At an October 2008 debate, where John McCain said bluntly that Roe v. Wade was “wrongly decided,” Barack Obama offered that “abortion is a very difficult issue, and it is a moral issue and one that I think good people on both sides can disagree on.” He then named abortion restrictions he’d support: He was, he said, “completely supportive of a ban on late-term abortions, partial-birth or otherwise, as long as there’s an exception for the mother’s health and life.” It was a tactic practiced by many winning Democrats before him, and some losing ones—be it the “safe, legal, and rare” language of Bill Clinton, or John Kerry, who when asked in 2004 about how he would respond to a voter who thought abortion was “murder,” went into a spiel about the virtues of abstinence and how much he loved being Catholic, rather than simply saying, “It’s not murder.”

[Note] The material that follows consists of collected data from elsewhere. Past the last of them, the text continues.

//! Scripted in-memory browser used by the unit tests.

use std::collections::{HashMap, HashSet};
use std::io;
use std::sync::{Arc, Mutex};

use async_trait::async_trait;
use serde_json::Value;

use super::errors::CrawlError;
use super::extract::table_locators;
use super::webdriver::{Browser, ElementRef, Locator};
use super::{page_size, paginate, region};

#[derive(Debug, Clone, PartialEq, Eq)]
pub enum Call {
    Navigate(String),
    Click(String),
    ScriptClick(String),
    Clear(String),
    SendKeys(String, String),
    PageSource,
    Close,
}

/// Page mutation triggered by clicking an element.
#[derive(Debug, Clone)]
pub enum Effect {
    NextPage,
    Hide(String),
    Toggle(String),
    SetAttribute {
        element: String,
        name: String,
        value: String,
    },
}

#[derive(Debug, Clone, Default)]
pub struct MockElement {
    displayed: bool,
    enabled: bool,
    selected: bool,
    attributes: HashMap<String, String>,
    on_click: Vec<Effect>,
    disabled_on_last_page: bool,
}

impl MockElement {
    pub fn visible() -> Self {
        Self {
            displayed: true,
            enabled: true,
            ..Self::default()
        }
    }

    pub fn hidden() -> Self {
        Self {
            enabled: true,
            ..Self::default()
        }
    }

    pub fn disabled(mut self) -> Self {
        self.enabled = false;
        self
    }

    pub fn checked(mut self) -> Self {
        self.selected = true;
        self
    }

    pub fn with_attr(mut self, name: &str, value: &str) -> Self {
        self.attributes.insert(name.to_string(), value.to_string());
        self
    }

    pub fn on_click(mut self, effect: Effect) -> Self {
        self.on_click.push(effect);
        self
    }

    /// Pager control that reports `disabled` once the last page is shown.
    pub fn pager(mut self) -> Self {
        self.disabled_on_last_page = true;
        self.on_click.push(Effect::NextPage);
        self
    }
}

#[derive(Default)]
struct DomState {
    page: usize,
    pages: Vec<String>,
    locators: HashMap<String, Vec<String>>,
    /// Locator key to `(id, attribute, value)`: matches only while the attribute holds that value.
    attribute_locators: HashMap<String, Vec<(String, String, String)>>,
    elements: HashMap<String, MockElement>,
    failing: HashSet<String>,
    calls: Vec<Call>,
    lookups: usize,
}

impl DomState {
    fn on_last_page(&self) -> bool {
        self.page + 1 >= self.pages.len()
    }

    fn element(&self, element: &ElementRef) -> Result<&MockElement, CrawlError> {
        self.elements
            .get(&element.0)
            .ok_or_else(|| CrawlError::WebDriver {
                error: "stale element reference".to_string(),
                message: element.0.clone(),
            })
    }

    fn pager_disabled(&self, el: &MockElement) -> bool {
        el.disabled_on_last_page && self.on_last_page()
    }

    fn apply(&mut self, effect: Effect) {
        match effect {
            Effect::NextPage => {
                if !self.on_last_page() {
                    self.page += 1;
                }
            }
            Effect::Hide(id) => {
                if let Some(el) = self.elements.get_mut(&id) {
                    el.displayed = false;
                }
            }
            Effect::Toggle(id) => {
                if let Some(el) = self.elements.get_mut(&id) {
                    el.selected = !el.selected;
                }
            }
            Effect::SetAttribute {
                element,
                name,
                value,
            } => {
                if let Some(el) = self.elements.get_mut(&element) {
                    el.attributes.insert(name, value);
                }
            }
        }
    }

    fn click(&mut self, element: &ElementRef, call: Call) -> Result<(), CrawlError> {
        let effects = self.element(element)?.on_click.clone();
        self.calls.push(call);
        for effect in effects {
            self.apply(effect);
        }
        Ok(())
    }
}

pub struct MockBrowser {
    state: Mutex<DomState>,
}

impl MockBrowser {
    pub fn new() -> Self {
        Self {
            state: Mutex::new(DomState::default()),
        }
    }

    pub fn pages(mut self, pages: Vec<String>) -> Self {
        self.state.get_mut().unwrap().pages = pages;
        self
    }

    /// Registers `id` as a match for `locator`, replacing its prior state.
    pub fn element(mut self, locator: &Locator, id: &str, element: MockElement) -> Self {
        let state = self.state.get_mut().unwrap();
        state.elements.insert(id.to_string(), element);
        state
            .locators
            .entry(locator.to_string())
            .or_default()
            .push(id.to_string());
        self
    }

    /// Adds an element that no locator matches yet.
    pub fn node(mut self, id: &str, element: MockElement) -> Self {
        self.state
            .get_mut()
            .unwrap()
            .elements
            .insert(id.to_string(), element);
        self
    }

    /// Lets `locator` match the element `id` only while its `name` attribute equals `value`,
    /// like an XPath attribute predicate re-evaluated on every lookup.
    pub fn element_while(mut self, locator: &Locator, id: &str, name: &str, value: &str) -> Self {
        self.state
            .get_mut()
            .unwrap()
            .attribute_locators
            .entry(locator.to_string())
            .or_default()
            .push((id.to_string(), name.to_string(), value.to_string()));
        self
    }

    pub fn failing(mut self, locator: &Locator) -> Self {
        self.state
            .get_mut()
            .unwrap()
            .failing
            .insert(locator.to_string());
        self
    }

    pub fn calls(&self) -> Vec<Call> {
        self.state.lock().unwrap().calls.clone()
    }

    pub fn lookups(&self) -> usize {
        self.state.lock().unwrap().lookups
    }

    pub fn script_clicks_on(&self, id: &str) -> usize {
        self.calls()
            .iter()
            .filter(|call| matches!(call, Call::ScriptClick(target) if target == id))
            .count()
    }

    pub fn page_source_calls(&self) -> usize {
        self.calls()
            .iter()
            .filter(|call| matches!(call, Call::PageSource))
            .count()
    }

    pub fn typed_into(&self, id: &str) -> Vec<String> {
        self.calls()
            .into_iter()
            .filter_map(|call| match call {
                Call::SendKeys(target, text) if target == id => Some(text),
                _ => None,
            })
            .collect()
    }

    pub fn is_selected_now(&self, id: &str) -> bool {
        self.state
            .lock()
            .unwrap()
            .elements
            .get(id)
            .is_some_and(|el| el.selected)
    }

    /// A screener page whose region menu, page size control and pager all
    /// behave, serving `pages` as successive table snapshots.
    pub fn screener(region_name: &str, pages: Vec<String>) -> Self {
        MockBrowser::new()
            .pages(pages)
            .element(&region::region_menu_button(), "region-menu", MockElement::visible())
            .element(&region::search_input(), "search", MockElement::visible())
            .element(
                &region::region_checkbox(region_name),
                "region-box",
                MockElement::visible().on_click(Effect::Toggle("region-box".into())),
            )
            .element(
                &region::apply_button(),
                "apply",
                MockElement::visible().on_click(Effect::Hide("search".into())),
            )
            .node("rows", MockElement::visible().with_attr("title", "25"))
            .element_while(&page_size::rows_per_page_trigger(25), "rows", "title", "25")
            .element_while(&page_size::rows_per_page_trigger(100), "rows", "title", "100")
            .element(
                &page_size::page_size_option(100),
                "rows-100",
                MockElement::visible().on_click(Effect::SetAttribute {
                    element: "rows".into(),
                    name: "title".into(),
                    value: "100".into(),
                }),
            )
            .element(
                &paginate::next_page_button(),
                "next",
                MockElement::visible().pager(),
            )
            .element(&table_locators()[0], "table", MockElement::visible())
    }
}

#[async_trait]
impl Browser for MockBrowser {
    async fn navigate(&self, url: &str) -> Result<(), CrawlError> {
        self.state
            .lock()
            .unwrap()
            .calls
            .push(Call::Navigate(url.to_string()));
        Ok(())
    }

    async fn find_elements(&self, locator: &Locator) -> Result<Vec<ElementRef>, CrawlError> {
        let mut state = self.state.lock().unwrap();
        state.lookups += 1;
        let key = locator.to_string();
        if state.failing.contains(&key) {
            return Err(CrawlError::WebDriver {
                error: "unknown error".to_string(),
                message: format!("lookup of {key} failed"),
            });
        }
        let mut found = state
            .locators
            .get(&key)
            .map(|ids| ids.iter().map(|id| ElementRef(id.clone())).collect::<Vec<_>>())
            .unwrap_or_default();
        if let Some(candidates) = state.attribute_locators.get(&key) {
            for (id, name, value) in candidates {
                let matches = state
                    .elements
                    .get(id)
                    .and_then(|el| el.attributes.get(name))
                    .is_some_and(|current| current == value);
                if matches {
                    found.push(ElementRef(id.clone()));
                }
            }
        }
        Ok(found)
    }

    async fn is_displayed(&self, element: &ElementRef) -> Result<bool, CrawlError> {
        let state = self.state.lock().unwrap();
        Ok(state.element(element)?.displayed)
    }

    async fn is_enabled(&self, element: &ElementRef) -> Result<bool, CrawlError> {
        let state = self.state.lock().unwrap();
        let el = state.element(element)?;
        Ok(el.enabled && !state.pager_disabled(el))
    }

    async fn is_selected(&self, element: &ElementRef) -> Result<bool, CrawlError> {
        let state = self.state.lock().unwrap();
        Ok(state.element(element)?.selected)
    }

    async fn attribute(
        &self,
        element: &ElementRef,
        name: &str,
    ) -> Result<Option<String>, CrawlError> {
        let state = self.state.lock().unwrap();
        let el = state.element(element)?;
        if name == "disabled" && state.pager_disabled(el) {
            return Ok(Some("true".to_string()));
        }
        Ok(el.attributes.get(name).cloned())
    }

    async fn clear(&self, element: &ElementRef) -> Result<(), CrawlError> {
        let mut state = self.state.lock().unwrap();
        state.element(element)?;
        state.calls.push(Call::Clear(element.0.clone()));
        Ok(())
    }

    async fn send_keys(&self, element: &ElementRef, text: &str) -> Result<(), CrawlError> {
        let mut state = self.state.lock().unwrap();
        state.element(element)?;
        state
            .calls
            .push(Call::SendKeys(element.0.clone(), text.to_string()));
        Ok(())
    }

    async fn click(&self, element: &ElementRef) -> Result<(), CrawlError> {
        self.state
            .lock()
            .unwrap()
            .click(element, Call::Click(element.0.clone()))
    }

    async fn execute_script(
        &self,
        script: &str,
        args: &[ElementRef],
    ) -> Result<Value, CrawlError> {
        let Some(target) = args.first() else {
            return Ok(Value::Null);
        };
        if script.contains(".click()") {
            self.state
                .lock()
                .unwrap()
                .click(target, Call::ScriptClick(target.0.clone()))?;
        }
        Ok(Value::Null)
    }

    async fn page_source(&self) -> Result<String, CrawlError> {
        let mut state = self.state.lock().unwrap();
        state.calls.push(Call::PageSource);
        Ok(state.pages.get(state.page).cloned().unwrap_or_default())
    }

    async fn close(&self) -> Result<(), CrawlError> {
        self.state.lock().unwrap().calls.push(Call::Close);
        Ok(())
    }
}

/// Renders a quote table with a `thead` header row.
pub fn quote_table(headers: &[&str], rows: &[[&str; 3]]) -> String {
    let head = headers
        .iter()
        .map(|h| format!("<th>{h}</th>"))
        .collect::<String>();
    let body = rows
        .iter()
        .map(|row| {
            let cells = row
                .iter()
                .map(|c| format!("<td>{c}</td>"))
                .collect::<String>();
            format!("<tr>{cells}</tr>")
        })
        .collect::<String>();
    format!(
        "<html><body><table><thead><tr>{head}</tr></thead><tbody>{body}</tbody></table></body></html>"
    )
}

#[derive(Clone, Default)]
struct LogBuffer(Arc<Mutex<Vec<u8>>>);

impl io::Write for LogBuffer {
    fn write(&mut self, buf: &[u8]) -> io::Result<usize> {
        self.0.lock().unwrap().extend_from_slice(buf);
        Ok(buf.len())
    }

    fn flush(&mut self) -> io::Result<()> {
        Ok(())
    }
}

/// Runs `f` under a plain-text fmt subscriber and returns what it logged.
pub fn capture_logs<T>(f: impl FnOnce() -> T) -> (T, String) {
    let buffer = LogBuffer::default();
    let writer = buffer.clone();
    let subscriber = tracing_subscriber::fmt()
        .with_writer(move || writer.clone())
        .with_ansi(false)
        .finish();
    let result = tracing::subscriber::with_default(subscriber, f);
    let logs = String::from_utf8_lossy(&buffer.0.lock().unwrap()).into_owned();
    (result, logs)
}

Worse: When candidates are good on reproductive rights, it doesn’t matter, because the question isn’t asked. The 2016 election will likely go down in history as the election that killed Roe vs. Wade. Yet throughout that year’s debates, not a single moderator asked a question about abortion. Hillary Clinton did eventually manage to wedge the topic of abortion into the final debate, with a resounding defense that was widely regarded as one of her campaign’s high points. But given that the “high point” came a few days before people were set to vote, it didn’t matter.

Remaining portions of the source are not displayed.